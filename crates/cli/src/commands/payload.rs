use anyhow::Result;
use autoclick::ManagerConfig;
use autoclick::render_payload;

pub fn execute(config: &ManagerConfig) -> Result<()> {
	println!("{}", render_payload(&config.matcher));
	Ok(())
}
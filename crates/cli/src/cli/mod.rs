
use std::path::PathBuf;

use clap::{Args, Parser, Subcommand};

use crate::styles::cli_styles;

/// Root CLI for autoclick.
#[derive(Parser, Debug)]
#[command(name = "autoclick")]
#[command(about = "Keep an approval auto-clicker injected into every DevTools target")]
#[command(version)]
#[command(styles = cli_styles())]
pub struct Cli {
	/// Increase verbosity (-v info, -vv debug)
	#[arg(short, long, global = true, action = clap::ArgAction::Count)]
	pub verbose: u8,

	/// Config file (defaults to <config dir>/autoclick/config.json)
	#[arg(long, global = true, value_name = "FILE")]
	pub config: Option<PathBuf>,

	#[command(flatten)]
	pub overrides: Overrides,

	#[command(subcommand)]
	pub command: Commands,
}

/// Flags that take precedence over the config file.
#[derive(Args, Debug, Clone, Default)]
pub struct Overrides {
	/// Remote debugging port tried first
	#[arg(long, global = true, value_name = "PORT")]
	pub port: Option<u16>,

	/// Port tried after the configured one
	#[arg(long, global = true, value_name = "PORT")]
	pub fallback_port: Option<u16>,

	/// Extra action phrase (repeatable)
	#[arg(long = "phrase", global = true, value_name = "TEXT")]
	pub phrases: Vec<String>,

	/// Panel marker selector: #id, .class or [attr] (repeatable, replaces configured markers)
	#[arg(long = "marker", global = true, value_name = "SELECTOR")]
	pub markers: Vec<String>,

	/// Scan every context regardless of panel markers
	#[arg(long, global = true, conflicts_with = "markers")]
	pub no_markers: bool,
}

#[derive(Subcommand, Debug)]
pub enum Commands {
	/// Start the session manager and run until interrupted.
	Run,
	/// Connect once and list targets with their eligibility.
	Targets {
		/// Also list targets that would never be attached
		#[arg(long)]
		all: bool,
	},
	/// Print the injection expression for the current config.
	Payload,
}
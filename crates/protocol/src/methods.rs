//! Method and event names used on the control channel.

pub const SET_DISCOVER_TARGETS: &str = "Target.setDiscoverTargets";
pub const GET_TARGETS: &str = "Target.getTargets";
pub const ATTACH_TO_TARGET: &str = "Target.attachToTarget";
pub const DETACH_FROM_TARGET: &str = "Target.detachFromTarget";
pub const RUNTIME_ENABLE: &str = "Runtime.enable";
pub const RUNTIME_EVALUATE: &str = "Runtime.evaluate";

pub const TARGET_CREATED: &str = "Target.targetCreated";
pub const TARGET_DESTROYED: &str = "Target.targetDestroyed";
pub const DETACHED_FROM_TARGET: &str = "Target.detachedFromTarget";
pub const EXECUTION_CONTEXTS_CLEARED: &str = "Runtime.executionContextsCleared";
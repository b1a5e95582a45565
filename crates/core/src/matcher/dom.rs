//! Arena document tree the matcher model operates on.
//!
//! Mirrors the parts of a rendered DOM the matcher cares about: element tags
//! and attributes, light-DOM text, open shadow roots and click handlers.
//! Nodes are never freed; [`DomTree::detach`] only unlinks them.

use std::fmt;

/// Index of a node inside its [`DomTree`].
#[derive(Debug, Clone, Copy, PartialEq, Eq, Hash, PartialOrd, Ord)]
pub struct NodeId(usize);

impl fmt::Display for NodeId {
	fn fmt(&self, f: &mut fmt::Formatter<'_>) -> fmt::Result {
		write!(f, "#{}", self.0)
	}
}

#[derive(Debug, Clone)]
enum NodeKind {
	Document,
	ShadowRoot { host: NodeId },
	Element(Element),
	Text(String),
}

#[derive(Debug, Clone)]
struct Element {
	tag: String,
	attrs: Vec<(String, String)>,
	click_handler: bool,
	shadow_root: Option<NodeId>,
}

#[derive(Debug, Clone)]
struct Node {
	kind: NodeKind,
	parent: Option<NodeId>,
	children: Vec<NodeId>,
}

#[derive(Debug, Clone)]
pub struct DomTree {
	nodes: Vec<Node>,
	clicks: Vec<NodeId>,
}

impl Default for DomTree {
	fn default() -> Self {
		Self::new()
	}
}

impl DomTree {
	/// Creates a tree holding only the document node.
	pub fn new() -> Self {
		Self {
			nodes: vec![Node {
				kind: NodeKind::Document,
				parent: None,
				children: Vec::new(),
			}],
			clicks: Vec::new(),
		}
	}

	pub fn document(&self) -> NodeId {
		NodeId(0)
	}

	fn push(&mut self, kind: NodeKind, parent: Option<NodeId>) -> NodeId {
		let id = NodeId(self.nodes.len());
		self.nodes.push(Node {
			kind,
			parent,
			children: Vec::new(),
		});
		if let Some(parent) = parent {
			self.nodes[parent.0].children.push(id);
		}
		id
	}

	/// Appends an element with `tag` under `parent`.
	pub fn append(&mut self, parent: NodeId, tag: &str) -> ElementMut<'_> {
		let id = self.push(
			NodeKind::Element(Element {
				tag: tag.to_ascii_lowercase(),
				attrs: Vec::new(),
				click_handler: false,
				shadow_root: None,
			}),
			Some(parent),
		);
		ElementMut { tree: self, id }
	}

	/// Appends a text node under `parent`.
	pub fn append_text(&mut self, parent: NodeId, text: &str) -> NodeId {
		self.push(NodeKind::Text(text.to_string()), Some(parent))
	}

	/// Attaches an open shadow root to `host`, returning the existing one if present.
	pub fn attach_shadow(&mut self, host: NodeId) -> NodeId {
		if let Some(root) = self.shadow_root(host) {
			return root;
		}
		let root = self.push(NodeKind::ShadowRoot { host }, None);
		if let NodeKind::Element(element) = &mut self.nodes[host.0].kind {
			element.shadow_root = Some(root);
		}
		root
	}

	/// Unlinks `node` from its parent. The subtree stays allocated but unreachable.
	pub fn detach(&mut self, node: NodeId) {
		if let Some(parent) = self.nodes[node.0].parent.take() {
			self.nodes[parent.0].children.retain(|c| *c != node);
		}
	}

	/// Sets or replaces an attribute.
	pub fn set_attr(&mut self, node: NodeId, name: &str, value: &str) {
		if let Some(element) = self.element_mut(node) {
			match element.attrs.iter_mut().find(|(n, _)| n == name) {
				Some((_, v)) => *v = value.to_string(),
				None => element.attrs.push((name.to_string(), value.to_string())),
			}
		}
	}

	pub fn remove_attr(&mut self, node: NodeId, name: &str) {
		if let Some(element) = self.element_mut(node) {
			element.attrs.retain(|(n, _)| n != name);
		}
	}

	fn element(&self, node: NodeId) -> Option<&Element> {
		match &self.nodes[node.0].kind {
			NodeKind::Element(element) => Some(element),
			_ => None,
		}
	}

	fn element_mut(&mut self, node: NodeId) -> Option<&mut Element> {
		match &mut self.nodes[node.0].kind {
			NodeKind::Element(element) => Some(element),
			_ => None,
		}
	}

	pub fn is_element(&self, node: NodeId) -> bool {
		self.element(node).is_some()
	}

	/// Lowercase tag name; `None` for non-elements.
	pub fn tag(&self, node: NodeId) -> Option<&str> {
		self.element(node).map(|e| e.tag.as_str())
	}

	pub fn attr(&self, node: NodeId, name: &str) -> Option<&str> {
		self.element(node)?
			.attrs
			.iter()
			.find(|(n, _)| n == name)
			.map(|(_, v)| v.as_str())
	}

	pub fn has_attr(&self, node: NodeId, name: &str) -> bool {
		self.attr(node, name).is_some()
	}

	/// Whitespace-separated tokens of the `class` attribute.
	pub fn classes(&self, node: NodeId) -> impl Iterator<Item = &str> {
		self.attr(node, "class").unwrap_or_default().split_whitespace()
	}

	pub fn has_class(&self, node: NodeId, class: &str) -> bool {
		self.classes(node).any(|c| c == class)
	}

	/// True when a listener was registered through [`ElementMut::on_click`].
	pub fn has_click_handler(&self, node: NodeId) -> bool {
		self.element(node).is_some_and(|e| e.click_handler)
	}

	/// Parent inside the same structural root; `None` at a document or shadow root.
	pub fn parent(&self, node: NodeId) -> Option<NodeId> {
		self.nodes[node.0].parent
	}

	/// Host element of a shadow root.
	pub fn host(&self, node: NodeId) -> Option<NodeId> {
		match self.nodes[node.0].kind {
			NodeKind::ShadowRoot { host } => Some(host),
			_ => None,
		}
	}

	pub fn children(&self, node: NodeId) -> &[NodeId] {
		&self.nodes[node.0].children
	}

	pub fn shadow_root(&self, node: NodeId) -> Option<NodeId> {
		self.element(node).and_then(|e| e.shadow_root)
	}

	/// Position of `node` among its parent's element children.
	pub fn sibling_index(&self, node: NodeId) -> usize {
		let Some(parent) = self.parent(node) else {
			return 0;
		};
		self.children(parent)
			.iter()
			.filter(|c| self.is_element(**c))
			.position(|c| *c == node)
			.unwrap_or(0)
	}

	/// Concatenated light-DOM text below `node`, shadow content excluded.
	pub fn text_content(&self, node: NodeId) -> String {
		let mut out = String::new();
		let mut stack = vec![node];
		while let Some(current) = stack.pop() {
			match &self.nodes[current.0].kind {
				NodeKind::Text(text) => out.push_str(text),
				_ => stack.extend(self.children(current).iter().rev()),
			}
		}
		out
	}

	/// Records a click on `node`.
	pub fn click(&mut self, node: NodeId) {
		self.clicks.push(node);
	}

	/// Every click so far, oldest first.
	pub fn clicks(&self) -> &[NodeId] {
		&self.clicks
	}
}

/// Builder handle returned by [`DomTree::append`].
pub struct ElementMut<'a> {
	tree: &'a mut DomTree,
	id: NodeId,
}

impl ElementMut<'_> {
	pub fn attr(self, name: &str, value: &str) -> Self {
		self.tree.set_attr(self.id, name, value);
		self
	}

	/// Adds `class` to the class list.
	pub fn class(self, class: &str) -> Self {
		let joined = match self.tree.attr(self.id, "class") {
			Some(existing) if !existing.is_empty() => format!("{existing} {class}"),
			_ => class.to_string(),
		};
		self.tree.set_attr(self.id, "class", &joined);
		self
	}

	/// Appends a text child.
	pub fn text(self, text: &str) -> Self {
		self.tree.append_text(self.id, text);
		self
	}

	pub fn on_click(self) -> Self {
		if let Some(element) = self.tree.element_mut(self.id) {
			element.click_handler = true;
		}
		self
	}

	pub fn id(&self) -> NodeId {
		self.id
	}
}

#[cfg(test)]
mod tests {
	use super::*;

	#[test]
	fn text_content_skips_shadow_content() {
		let mut tree = DomTree::new();
		let doc = tree.document();
		let host = tree.append(doc, "div").text("outer ").id();
		tree.append(host, "span").text("inner");
		let shadow = tree.attach_shadow(host);
		tree.append(shadow, "button").text("hidden");

		assert_eq!(tree.text_content(host), "outer inner");
		assert_eq!(tree.text_content(shadow), "hidden");
		assert_eq!(tree.host(shadow), Some(host));
		assert_eq!(tree.parent(shadow), None);
	}

	#[test]
	fn sibling_index_counts_elements_only() {
		let mut tree = DomTree::new();
		let doc = tree.document();
		let list = tree.append(doc, "ul").id();
		tree.append_text(list, "  ");
		let first = tree.append(list, "li").id();
		tree.append_text(list, "  ");
		let second = tree.append(list, "li").id();

		assert_eq!(tree.sibling_index(first), 0);
		assert_eq!(tree.sibling_index(second), 1);
	}

	#[test]
	fn builder_sets_attributes_and_classes() {
		let mut tree = DomTree::new();
		let doc = tree.document();
		let node = tree
			.append(doc, "DIV")
			.class("btn")
			.class("primary")
			.attr("role", "button")
			.on_click()
			.id();

		assert_eq!(tree.tag(node), Some("div"));
		assert!(tree.has_class(node, "btn"));
		assert!(tree.has_class(node, "primary"));
		assert_eq!(tree.attr(node, "role"), Some("button"));
		assert!(tree.has_click_handler(node));

		tree.set_attr(node, "role", "link");
		tree.remove_attr(node, "class");
		assert_eq!(tree.attr(node, "role"), Some("link"));
		assert_eq!(tree.classes(node).count(), 0);
	}

	#[test]
	fn detach_unlinks_subtree() {
		let mut tree = DomTree::new();
		let doc = tree.document();
		let node = tree.append(doc, "button").text("Run").id();
		tree.detach(node);
		assert!(tree.children(doc).is_empty());
		assert_eq!(tree.parent(node), None);
	}
}
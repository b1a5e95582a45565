//! `config.json` loading and flag overrides.

use std::fs;
use std::io::ErrorKind;
use std::path::{Path, PathBuf};
use std::time::Duration;

use autoclick::config::{DEFAULT_FALLBACK_PORT, DEFAULT_PORT};
use autoclick::matcher::DEFAULT_PANEL_MARKERS;
use autoclick::target::{DEFAULT_EXCLUDED_URLS, DEFAULT_TARGET_KINDS};
use autoclick::{ManagerConfig, MatcherConfig, TargetFilter};
use serde::{Deserialize, Serialize};

use crate::cli::Overrides;
use crate::error::{CliError, Result};

/// On-disk settings. Absent fields take their defaults.
#[derive(Debug, Clone, PartialEq, Eq, Serialize, Deserialize)]
#[serde(rename_all = "camelCase", default)]
pub struct Config {
	pub port: u16,
	pub fallback_port: u16,
	pub custom_phrases: Vec<String>,
	pub panel_markers: Vec<String>,
	pub target_types: Vec<String>,
	/// Glob patterns; matching target URLs are never attached.
	pub exclude_urls: Vec<String>,
	#[serde(skip_serializing_if = "Option::is_none")]
	pub request_timeout_ms: Option<u64>,
	#[serde(skip_serializing_if = "Option::is_none")]
	pub heartbeat_secs: Option<u64>,
	#[serde(skip_serializing_if = "Option::is_none")]
	pub reconnect_secs: Option<u64>,
}

impl Default for Config {
	fn default() -> Self {
		Self {
			port: DEFAULT_PORT,
			fallback_port: DEFAULT_FALLBACK_PORT,
			custom_phrases: Vec::new(),
			panel_markers: to_strings(DEFAULT_PANEL_MARKERS),
			target_types: to_strings(DEFAULT_TARGET_KINDS),
			exclude_urls: to_strings(DEFAULT_EXCLUDED_URLS),
			request_timeout_ms: None,
			heartbeat_secs: None,
			reconnect_secs: None,
		}
	}
}

fn to_strings(values: &[&str]) -> Vec<String> {
	values.iter().map(|v| v.to_string()).collect()
}

impl Config {
	/// `<config dir>/autoclick/config.json`, if the platform has a config dir.
	pub fn default_path() -> Option<PathBuf> {
		dirs::config_dir().map(|dir| dir.join("autoclick").join("config.json"))
	}

	/// Loads `explicit`, or the default path when `None`.
	///
	/// A missing default file yields defaults; a missing explicit file is an error.
	pub fn load(explicit: Option<&Path>) -> Result<Self> {
		match explicit {
			Some(path) => Self::read(path)?.ok_or_else(|| CliError::ConfigRead {
				path: path.to_path_buf(),
				source: ErrorKind::NotFound.into(),
			}),
			None => match Self::default_path() {
				Some(path) => Ok(Self::read(&path)?.unwrap_or_default()),
				None => Ok(Self::default()),
			},
		}
	}

	fn read(path: &Path) -> Result<Option<Self>> {
		let content = match fs::read_to_string(path) {
			Ok(content) => content,
			Err(e) if e.kind() == ErrorKind::NotFound => return Ok(None),
			Err(source) => {
				return Err(CliError::ConfigRead {
					path: path.to_path_buf(),
					source,
				});
			}
		};
		serde_json::from_str(&content)
			.map(Some)
			.map_err(|source| CliError::ConfigParse {
				path: path.to_path_buf(),
				source,
			})
	}

	/// Applies command-line overrides on top of file values.
	pub fn apply(&mut self, overrides: &Overrides) {
		if let Some(port) = overrides.port {
			self.port = port;
		}
		if let Some(port) = overrides.fallback_port {
			self.fallback_port = port;
		}
		self.custom_phrases.extend(overrides.phrases.iter().cloned());
		if overrides.no_markers {
			self.panel_markers.clear();
		} else if !overrides.markers.is_empty() {
			self.panel_markers = overrides.markers.clone();
		}
	}

	/// Validates markers and URL patterns and builds the manager settings.
	pub fn to_manager_config(&self) -> Result<ManagerConfig> {
		let matcher = MatcherConfig::from_strings(self.custom_phrases.iter().cloned(), &self.panel_markers)
			.map_err(|source| CliError::ConfigValue {
				field: "panelMarkers",
				source,
			})?;
		let targets = TargetFilter::from_patterns(self.target_types.iter().cloned(), &self.exclude_urls).map_err(
			|source| CliError::ConfigValue {
				field: "excludeUrls",
				source,
			},
		)?;

		let mut config = ManagerConfig::default()
			.with_port(self.port)
			.with_fallback_port(self.fallback_port)
			.with_matcher(matcher)
			.with_targets(targets);
		if let Some(ms) = self.request_timeout_ms {
			config = config.with_request_timeout(Duration::from_millis(ms));
		}
		if let Some(secs) = self.heartbeat_secs {
			config = config.with_heartbeat_interval(Duration::from_secs(secs));
		}
		if let Some(secs) = self.reconnect_secs {
			config = config.with_reconnect_delay(Duration::from_secs(secs));
		}
		config.validate().map_err(|source| CliError::ConfigValue {
			field: file_key(&source),
			source,
		})?;
		Ok(config)
	}
}

/// Config file key for a validation failure.
fn file_key(error: &autoclick::Error) -> &'static str {
	match error {
		autoclick::Error::InvalidConfig { field, .. } => match *field {
			"request_timeout" => "requestTimeoutMs",
			"heartbeat_interval" => "heartbeatSecs",
			"reconnect_delay" => "reconnectSecs",
			other => other,
		},
		_ => "config",
	}
}
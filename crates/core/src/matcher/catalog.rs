//! Phrases the matcher looks for, and the configuration they come from.

use std::fmt;
use std::time::Duration;

use super::markers::{DEFAULT_PANEL_MARKERS, PanelMarker};
use super::text::normalize;
use crate::error::Result;

/// Built-in action phrases. Short imperative verbs come first so they win
/// over longer permission phrases when several are visible.
pub const BUILTIN_ACTIONS: &[&str] = &[
	"run",
	"accept",
	"allow",
	"approve",
	"confirm",
	"continue",
	"run command",
	"accept all",
	"allow once",
	"always allow",
	"allow this conversation",
];

/// Phrases that uncover hidden actions, tried only when no action matched.
pub const BUILTIN_REVEALS: &[&str] = &["expand", "requires input"];

/// Cooldown after clicking an action element.
pub const ACTION_COOLDOWN: Duration = Duration::from_secs(5);
/// Cooldown after clicking a reveal element.
pub const REVEAL_COOLDOWN: Duration = Duration::from_secs(8);

#[derive(Debug, Clone, Copy, PartialEq, Eq)]
pub enum Pass {
	/// Pass 1: elements that perform the pending action.
	Action,
	/// Pass 2: elements that expand collapsed UI.
	Reveal,
}

impl Pass {
	pub fn cooldown(self) -> Duration {
		match self {
			Pass::Action => ACTION_COOLDOWN,
			Pass::Reveal => REVEAL_COOLDOWN,
		}
	}
}

impl fmt::Display for Pass {
	fn fmt(&self, f: &mut fmt::Formatter<'_>) -> fmt::Result {
		f.write_str(match self {
			Pass::Action => "action",
			Pass::Reveal => "reveal",
		})
	}
}

#[derive(Debug, Clone, Copy, PartialEq, Eq)]
pub enum Origin {
	BuiltIn,
	Custom,
}

/// One catalog entry. `text` is already normalized.
#[derive(Debug, Clone, PartialEq, Eq)]
pub struct Phrase {
	pub text: String,
	pub pass: Pass,
	pub origin: Origin,
}

/// Configuration shared by the matcher model and the injected payload.
#[derive(Debug, Clone, PartialEq, Eq)]
pub struct MatcherConfig {
	/// Extra action phrases appended after the built-ins.
	pub custom_phrases: Vec<String>,
	/// The context must contain one of these to be scanned; empty means any.
	pub panel_markers: Vec<PanelMarker>,
}

impl Default for MatcherConfig {
	fn default() -> Self {
		Self {
			custom_phrases: Vec::new(),
			panel_markers: DEFAULT_PANEL_MARKERS.iter().filter_map(|m| m.parse().ok()).collect(),
		}
	}
}

impl MatcherConfig {
	/// Builds a config from raw phrase and selector strings.
	pub fn from_strings<P, M>(custom_phrases: P, panel_markers: M) -> Result<Self>
	where
		P: IntoIterator,
		P::Item: Into<String>,
		M: IntoIterator,
		M::Item: AsRef<str>,
	{
		let panel_markers = panel_markers
			.into_iter()
			.map(|m| m.as_ref().parse())
			.collect::<Result<Vec<_>>>()?;
		Ok(Self {
			custom_phrases: custom_phrases.into_iter().map(Into::into).collect(),
			panel_markers,
		})
	}

	/// Same config with every context considered applicable.
	pub fn without_markers(mut self) -> Self {
		self.panel_markers.clear();
		self
	}

	pub fn catalog(&self) -> ActionCatalog {
		ActionCatalog::new(&self.custom_phrases)
	}
}

/// Ordered phrase list for both passes.
#[derive(Debug, Clone)]
pub struct ActionCatalog {
	phrases: Vec<Phrase>,
}

impl ActionCatalog {
	/// Built-ins plus `custom` action phrases, normalized and deduplicated.
	pub fn new<S: AsRef<str>>(custom: &[S]) -> Self {
		let mut catalog = Self { phrases: Vec::new() };
		for text in BUILTIN_ACTIONS {
			catalog.push(text, Pass::Action, Origin::BuiltIn);
		}
		for text in custom {
			catalog.push(text.as_ref(), Pass::Action, Origin::Custom);
		}
		for text in BUILTIN_REVEALS {
			catalog.push(text, Pass::Reveal, Origin::BuiltIn);
		}
		catalog
	}

	fn push(&mut self, raw: &str, pass: Pass, origin: Origin) {
		let text = normalize(raw);
		if text.is_empty() || self.phrases.iter().any(|p| p.text == text) {
			return;
		}
		self.phrases.push(Phrase { text, pass, origin });
	}

	/// Phrases of `pass` in priority order.
	pub fn pass(&self, pass: Pass) -> impl Iterator<Item = &Phrase> {
		self.phrases.iter().filter(move |p| p.pass == pass)
	}

	pub fn iter(&self) -> impl Iterator<Item = &Phrase> {
		self.phrases.iter()
	}

	pub fn len(&self) -> usize {
		self.phrases.len()
	}

	pub fn is_empty(&self) -> bool {
		self.phrases.is_empty()
	}
}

***

▶ WHAT YOU SHOULD DO
Return exactly what appears above, from the first line of the entries to the line with "replaces configured markers)", inclusive.

▶ RESPONSE TO THIS TASK
filename crates/cli/src/commands/payload.rs
use anyhow::Result;
use autoclick::ManagerConfig;
use autoclick::render_payload;

pub fn execute(config: &ManagerConfig) -> Result<()> {
	println!("{}", render_payload(&config.matcher));
	Ok(())
}
filename crates/cli/src/cli/mod.rs

use std::path::PathBuf;

use clap::{Args, Parser, Subcommand};

use crate::styles::cli_styles;

/// Root CLI for autoclick.
#[derive(Parser, Debug)]
#[command(name = "autoclick")]
#[command(about = "Keep an approval auto-clicker injected into every DevTools target")]
#[command(version)]
#[command(styles = cli_styles())]
pub struct Cli {
	/// Increase verbosity (-v info, -vv debug)
	#[arg(short, long, global = true, action = clap::ArgAction::Count)]
	pub verbose: u8,

	/// Config file (defaults to <config dir>/autoclick/config.json)
	#[arg(long, global = true, value_name = "FILE")]
	pub config: Option<PathBuf>,

	#[command(flatten)]
	pub overrides: Overrides,

	#[command(subcommand)]
	pub command: Commands,
}

/// Flags that take precedence over the config file.
#[derive(Args, Debug, Clone, Default)]
pub struct Overrides {
	/// Remote debugging port tried first
	#[arg(long, global = true, value_name = "PORT")]
	pub port: Option<u16>,

	/// Port tried after the configured one
	#[arg(long, global = true, value_name = "PORT")]
	pub fallback_port: Option<u16>,

	/// Extra action phrase (repeatable)
	#[arg(long = "phrase", global = true, value_name = "TEXT")]
	pub phrases: Vec<String>,

	/// Panel marker selector: #id, .class or [attr] (repeatable, replaces configured markers)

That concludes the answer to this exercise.